◆ Stored items

- - - - -

//! Write a synthetic sample/standard data set in the instrument export
//! formats: `.tit` emission files (semicolon separated, six columns) and
//! `.txt` absorption files (comma separated).
//!
//! ```sh
//! cargo run --bin generate_sample -- demo_data
//! qyield run --sample demo_data/sample --standard demo_data/standard
//! ```

use std::fmt::Write as _;
use std::fs;
use std::path::Path;

use anyhow::{Context, Result};

fn gaussian(x: f64, mu: f64, sigma: f64, amplitude: f64) -> f64 {
    amplitude * (-(x - mu).powi(2) / (2.0 * sigma.powi(2))).exp()
}

/// Minimal deterministic PRNG (xoshiro256**)
struct SimpleRng {
    state: [u64; 4],
}

impl SimpleRng {
    fn new(seed: u64) -> Self {
        let mut s = [0u64; 4];
        let mut x = seed;
        for slot in &mut s {
            x = x.wrapping_mul(6364136223846793005).wrapping_add(1);
            *slot = x;
        }
        SimpleRng { state: s }
    }

    fn next_u64(&mut self) -> u64 {
        let result = (self.state[1].wrapping_mul(5))
            .rotate_left(7)
            .wrapping_mul(9);
        let t = self.state[1] << 17;
        self.state[2] ^= self.state[0];
        self.state[3] ^= self.state[1];
        self.state[1] ^= self.state[2];
        self.state[0] ^= self.state[3];
        self.state[2] ^= t;
        self.state[3] = self.state[3].rotate_left(45);
        result
    }

    fn next_f64(&mut self) -> f64 {
        (self.next_u64() >> 11) as f64 / (1u64 << 53) as f64
    }

    /// Box-Muller transform for normal distribution
    fn gauss(&mut self, mean: f64, std_dev: f64) -> f64 {
        let u1 = self.next_f64().max(1e-15);
        let u2 = self.next_f64();
        let z = (-2.0 * u1.ln()).sqrt() * (2.0 * std::f64::consts::PI * u2).cos();
        mean + std_dev * z
    }
}

/// A fluorophore: absorption band, emission band and relative brightness.
struct Dye {
    name: &'static str,
    absorption: (f64, f64),
    emission: (f64, f64),
    brightness: f64,
}

const EXCITATION_NM: f64 = 365.0;

fn write_group(dir: &Path, dye: &Dye, absorbances: &[f64], rng: &mut SimpleRng) -> Result<()> {
    fs::create_dir_all(dir).with_context(|| format!("creating {}", dir.display()))?;

    // Absorption: 300–500 nm, 1 nm step. Emission: 380–700 nm, 2 nm step.
    let abs_axis: Vec<f64> = (0..=200).map(|i| 300.0 + i as f64).collect();
    let em_axis: Vec<f64> = (0..=160).map(|i| 380.0 + 2.0 * i as f64).collect();

    for (idx, &od) in absorbances.iter().enumerate() {
        let stem = format!("{}_{}", dye.name, idx + 1);
        let (mu_a, sigma_a) = dye.absorption;
        // Scale so the band reads `od` at the excitation wavelength.
        let peak = od / gaussian(EXCITATION_NM, mu_a, sigma_a, 1.0);

        let mut txt = String::from("Wavelength (nm),Abs\n");
        for &wl in &abs_axis {
            let a = gaussian(wl, mu_a, sigma_a, peak) + rng.gauss(0.0, 0.0005);
            writeln!(txt, "{wl:.1},{a:.5}")?;
        }
        fs::write(dir.join(format!("{stem}.txt")), txt)?;

        let (mu_e, sigma_e) = dye.emission;
        let mut tit = String::from("# nm;ex;slit;gain;time;intensity\n");
        for &wl in &em_axis {
            let i = gaussian(wl, mu_e, sigma_e, dye.brightness * od) + rng.gauss(0.0, 2.0);
            writeln!(tit, "{wl:.1};{EXCITATION_NM};5;1;0.1;{i:.3}")?;
        }
        fs::write(dir.join(format!("{stem}.tit")), tit)?;
    }
    Ok(())
}

fn main() -> Result<()> {
    let out = std::env::args().nth(1).unwrap_or_else(|| "demo_data".to_string());
    let out = Path::new(&out);
    let mut rng = SimpleRng::new(42);

    let sample = Dye {
        name: "sample",
        absorption: (360.0, 25.0),
        emission: (460.0, 30.0),
        brightness: 60_000.0,
    };
    let standard = Dye {
        name: "quinine",
        absorption: (350.0, 20.0),
        emission: (450.0, 35.0),
        brightness: 100_000.0,
    };
    let absorbances = [0.02, 0.04, 0.06, 0.08, 0.10];

    write_group(&out.join("sample"), &sample, &absorbances, &mut rng)?;
    write_group(&out.join("standard"), &standard, &absorbances, &mut rng)?;

    println!(
        "Wrote {} sample and {} standard measurements to {}",
        absorbances.len(),
        absorbances.len(),
        out.display()
    );
    Ok(())
}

- - - - -

◆ TASK REQUIREMENTS
Output exactly the leading lines of the data, up to and including the line marked by "use std::fs;".

◆ TASK OUTPUT
//! Write a synthetic sample/standard data set in the instrument export
//! formats: `.tit` emission files (semicolon separated, six columns) and
//! `.txt` absorption files (comma separated).
//!
//! ```sh
//! cargo run --bin generate_sample -- demo_data
//! qyield run --sample demo_data/sample --standard demo_data/standard
//! ```

use std::fmt::Write as _;
use std::fs;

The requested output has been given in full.